Aaswath Raman Stanford University

The world is warming up, and there is a desperate need of cooling technologies that work without power. Thanks to an Indian postdoctoral researcher at the Stanford University, an ultrathin mirror-like silver disk, size of a regular pizza, could be doing just this by passively cooling structures/building by radiating heat into the space.

Aaswath Raman, researcher behind the path-breaking radiative cooling technology which reduces temperature by as much as 5°C without the use of electricity was recently selected as one of inventors in MIT Technology Review’s prestigious list of ‘35 Innovators Under 35.’

The esteemed list includes three other Indians viz-a-viz Rahul Alex Panicker, Saurabh Srivastava, Rohan Paul.

Rahul Panicker, co-founder Embrace Innovations, has been acknowledged for his work in medicine and biotechnology. Saurabh Srivastava has been inducted in the honorable list for a voice and gestural interfaces he has developed, while , Rohan Paul makes the list for his $50 SmartCane for the blind.

Coming back to Aaswath Raman and his passive radiative cooling strategy developed in collaboration with teammates Marc Abou AnomaLinxiao ZhuEden Rephaeli and engineering professor Shanhui Fan. The technology when used on the roof of a building can keep the building 5°C cooler than the surrounding air.

According to Raman the technology could have a considerable impact on global energy consumption, which is largely dependent on energy-involving air-conditioning and refrigeration for cooling.

The photonic radiative cooler is made from combination of seven layers of silicon dioxide and hafnium oxide, and has a thin top layer of silver.

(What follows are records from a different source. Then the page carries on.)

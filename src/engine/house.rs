//! Joining a house, and the read-only account summary.

use std::fmt::Write as _;

use super::{require_player, settle};
use crate::config::EngineConfig;
use crate::error::{ActionError, Rejection, StoreError};
use crate::id::PlayerId;
use crate::model::{Intent, Mutation};
use crate::store::EntityStore;

/// A houseless player joins a configured house. Membership is permanent.
pub fn join(
    store: &dyn EntityStore,
    config: &EngineConfig,
    actor: &PlayerId,
    house: &str,
) -> Result<Intent, StoreError> {
    settle(try_join(store, config, actor, house))
}

fn try_join(
    store: &dyn EntityStore,
    config: &EngineConfig,
    actor: &PlayerId,
    house: &str,
) -> Result<Intent, ActionError> {
    let player = require_player(store, actor)?;
    if player.house.is_some() {
        return Err(Rejection::AlreadyInHouse.into());
    }
    let registry = config.registry();
    let house = registry
        .resolve(house)
        .cloned()
        .ok_or_else(|| Rejection::UnknownHouse(house.trim().to_string()))?;
    let name = registry.name_of(&house).unwrap_or(house.as_str()).to_string();

    tracing::info!(player = %actor, house = %house, "player joined house");
    Ok(
        Intent::reply(format!("you successfully joined {name}!")).with(
            Mutation::SetPlayerHouse {
                player: actor.clone(),
                house,
            },
        ),
    )
}

/// The actor's resources and outstanding siege contributions.
pub fn balance(store: &dyn EntityStore, actor: &PlayerId) -> Result<Intent, StoreError> {
    settle(try_balance(store, actor))
}

fn try_balance(store: &dyn EntityStore, actor: &PlayerId) -> Result<Intent, ActionError> {
    let player = require_player(store, actor)?;
    let mut reply = format!(
        "your account: {} money, {} troops, {} ships\n\nsiege contributions:\n",
        player.money, player.troops, player.ships
    );

    let mut pledges = store.pledges_for_player(actor)?;
    pledges.sort_by_key(|p| (p.pledged_at, p.id));
    let mut listed = 0;
    for pledge in pledges {
        // Pledges of a siege being removed may briefly outlive it.
        let Some(siege) = store.siege(pledge.siege)? else {
            continue;
        };
        let _ = writeln!(reply, "{} {} troops {}", siege.tile, pledge.troops, pledge.side);
        listed += 1;
    }
    if listed == 0 {
        reply.push_str("none");
    }
    Ok(Intent::reply(reply.trim_end().to_string()))
}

The material works by radiating heat (generated by the structure and by sunlight) away from its surface, reflecting it through the earth’s atmosphere into cold darkness of space. If placed on roof of a building – the materials functions like a mirror to reflect heat and light and avert almost 97% of sunlight from heating up the building.

Interestingly, the radiative cooler sends infrared light away from the building, especially in a manner that light passes through the atmosphere without warming it up and thus does not add to global warming.

This results in the building remaining cooler, almost by up to 5°C (approx. 9°F) than its surroundings.

Raman’s Invention has fetched $3 million in funding from the Advanced Research Projects Agency for Energy. The money will go into developing the technology, and even seeking commercial viability.

The multilayer, ultrathin material measures just 1.8 microns thick (which is even thinner than the thinnest of aluminum foils you must have used) and courtesy its passive radiative cooling could make off-grid living and cooling a genuine reality. The technology also has potential to minimize the air conditioning and refrigeration costs significantly and ensure the electricity is used for more basic needs in developed/developing countries.